Massimo dispiacere per la sua vita blindata.
Semplicemente, alcune idee ce le ho diverse.
Evidentemente sono una mediocre risentita.
ma di “gomorra”, come testo, invece, cos’è che non ti piace, anzi, che criticamente non ti convince?
Hai una mail?
Anche io vorrei farti la stessa domanda…
Nel senso che in effetti non riesco a capire quali siano le idee diverse che hai.
Grazie
Simona
Benvenuta, Simona.
Le mie idee diverse da quelle di Saviano non riguardano il suo libro più noto, ma il suo ruolo di «uomo pubblico», incarnazione di una «personaggizzazione» che considero una delle cose più tremende di questa fase che vive il mio Paese.
Se cerchi – se ti va, ci mancherebbe altro – i post col tag «Saviano», troverai alcuni esempi dei miei modi di vedere diversi dai suoi.
E in nessuno di essi c’entra il libro, che fa storia a sé, piace oppure no per motivi che non hanno a che vedere con il ruolo di «personaggio» che – volente o no – Saviano ha.
Grazie 🙂
Ti leggo con interesse e appena avrò letto i tuoi post a riguardo, se posso, ti dirò anche il mio pensiero.
A presto
Grazie a te, Simona.
Certo che puoi, ci mancherebbe altro.
Saviano scrive male, il suo libro – pur venendo letto – è illeggibile. Io non discuto sull’importanza sociale della sua denuncia, ma sulla qualità artistica del suo libro. Anche Zola ha scritto opere di denuncia sociale, ma erano scritte ben diversamnete.
Saviano, nel suo furore, è sciatto. In un punto del libro dice che la sabbia napoletana è al posto del cemento nei condominii di Varese. Io ho un caro amico che è imprenditore in questo settore, e mai e poi mai sarebbe possibile, per i costi di trasporto, usare materiali inerti a 1000 km di distanza.
Spero che si possa ancora dire, e che la critica artistica e culturale possa ancora avvenire al di fuori di questo tristissimo conformismo dove basta che uno si lanci contro la mafia e contro Berlusconi (che io pure non amo) per essere santificato nel Gotha degli scrittori.
Ciao, Rodolfo.
Secondo me, nel momento in cui una persona scrive un libro d’invenzione non è essenziale che le cose che scrive siano verosimili.
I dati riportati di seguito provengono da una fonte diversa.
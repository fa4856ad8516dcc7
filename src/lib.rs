//! KMS activation core - wire codec and response policy for a volume-license
//! activation service
//!
//! This library decodes activation requests, decides how to answer them and
//! encodes the reply byte-for-byte in the layout clients expect. Transport and
//! the per-version cryptographic transforms are plugged in by the caller.
//!
//! # Quick Start
//!
//! ```rust,no_run
//! use std::sync::Arc;
//! use kms_core::service::{Dispatcher, KmsService, MemoryStore, Reply, RequestContext, ServerConfig};
//!
//! let service = KmsService::builder(ServerConfig::default())
//!     .store(Arc::new(MemoryStore::new()))
//!     .build();
//! let dispatcher = Dispatcher::plaintext(Arc::new(service));
//!
//! # let message: Vec<u8> = Vec::new();
//! match dispatcher.dispatch(&message, &RequestContext::default())? {
//!     Reply::Respond(_bytes) => { /* write the bytes to the peer */ }
//!     Reply::Close => { /* drop the connection without answering */ }
//! }
//! # Ok::<(), kms_core::service::ServiceError>(())
//! ```
//!
//! # Features
//!
//! - **Declarative layouts** - one generic codec drives every record
//! - **Little-endian GUIDs** - Windows byte order for all identifiers
//! - **Pluggable collaborators** - catalog, EPID generator, client store, transforms
//! - **SQLite client tracking** - behind the default `sqlite` feature

#![warn(missing_docs)]
#![warn(clippy::all)]
#![warn(clippy::pedantic)]
#![allow(clippy::missing_errors_doc)]
#![allow(clippy::missing_panics_doc)]

pub mod protocol;
pub mod service;

pub use protocol::{
    Error, ErrorCode, GenericHeader, KmsRequest, KmsResponse, LicenseStatus, Result, padding,
};
pub use service::{Dispatcher, KmsService, Reply, ServerConfig};

/// Crate version
pub const VERSION: &str = env!("CARGO_PKG_VERSION");

/// Default KMS port
pub const DEFAULT_PORT: u16 = 1688;
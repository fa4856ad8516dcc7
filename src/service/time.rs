//! FILETIME conversion

use chrono::{DateTime, Utc};

/// FILETIME ticks between 1601-01-01 and the Unix epoch
pub const FILETIME_UNIX_OFFSET: u64 = 116_444_736_000_000_000;

/// FILETIME ticks per second (100 ns resolution)
pub const FILETIME_TICKS_PER_SECOND: u64 = 10_000_000;

/// Format used for the readable request time
pub const READABLE_FORMAT: &str = "%Y-%m-%d %H:%M:%S %Z (UTC%z)";

/// Converts request FILETIMEs for logging and storage
pub trait TimeConverter: Send + Sync {
    /// Calendar time for a FILETIME tick count, if representable
    fn convert_filetime(&self, ticks: u64) -> Option<DateTime<Utc>>;
}

/// Converts to UTC without localization
#[derive(Debug, Clone, Copy, Default)]
pub struct UtcTimeConverter;

impl TimeConverter for UtcTimeConverter {
    fn convert_filetime(&self, ticks: u64) -> Option<DateTime<Utc>> {
        filetime_to_datetime(ticks)
    }
}

/// Convert FILETIME ticks to UTC
#[must_use]
pub fn filetime_to_datetime(ticks: u64) -> Option<DateTime<Utc>> {
    let since_unix = i128::from(ticks) - i128::from(FILETIME_UNIX_OFFSET);
    let per_second = i128::from(FILETIME_TICKS_PER_SECOND);
    let secs = i64::try_from(since_unix.div_euclid(per_second)).ok()?;
    let nanos = u32::try_from(since_unix.rem_euclid(per_second) * 100).ok()?;
    DateTime::from_timestamp(secs, nanos)
}

/// Readable form stored next to each client record
#[must_use]
pub fn readable(time: &DateTime<Utc>) -> String {
    time.format(READABLE_FORMAT).to_string()
}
Nella creazione di storie si può scegliere che profilo tenere, ed è ovvio che ad alcuni si piacerà e ad altri no.
Io non sono un’accanita supporter di Saviano-uomo pubblico; e quel che non mi piace è la sua «iconizzazione». L’idea che ci si possa accodare dietro le sue insegne (o quelle di altri, non fa differenza), firmare appelli, lanciare petizioni, e sperare – con questo – di modificare il mondo…
L’idea di una particolare forma di democrazia diretta che ci rende fintamente protagonisti di processi di cui in realtà non solo siamo vittime, ma sempre più vittime diventiamo nel momento in cui accettiamo la logica della cosiddetta – chiedo scusa – «società dello spettacolo» (e alludo, appunto, alle petizioni e ai gruppi Fb, alle lettere aperte e agli appelli da sottoscrivere) per affermare quel che ci pare siano i nostri punti.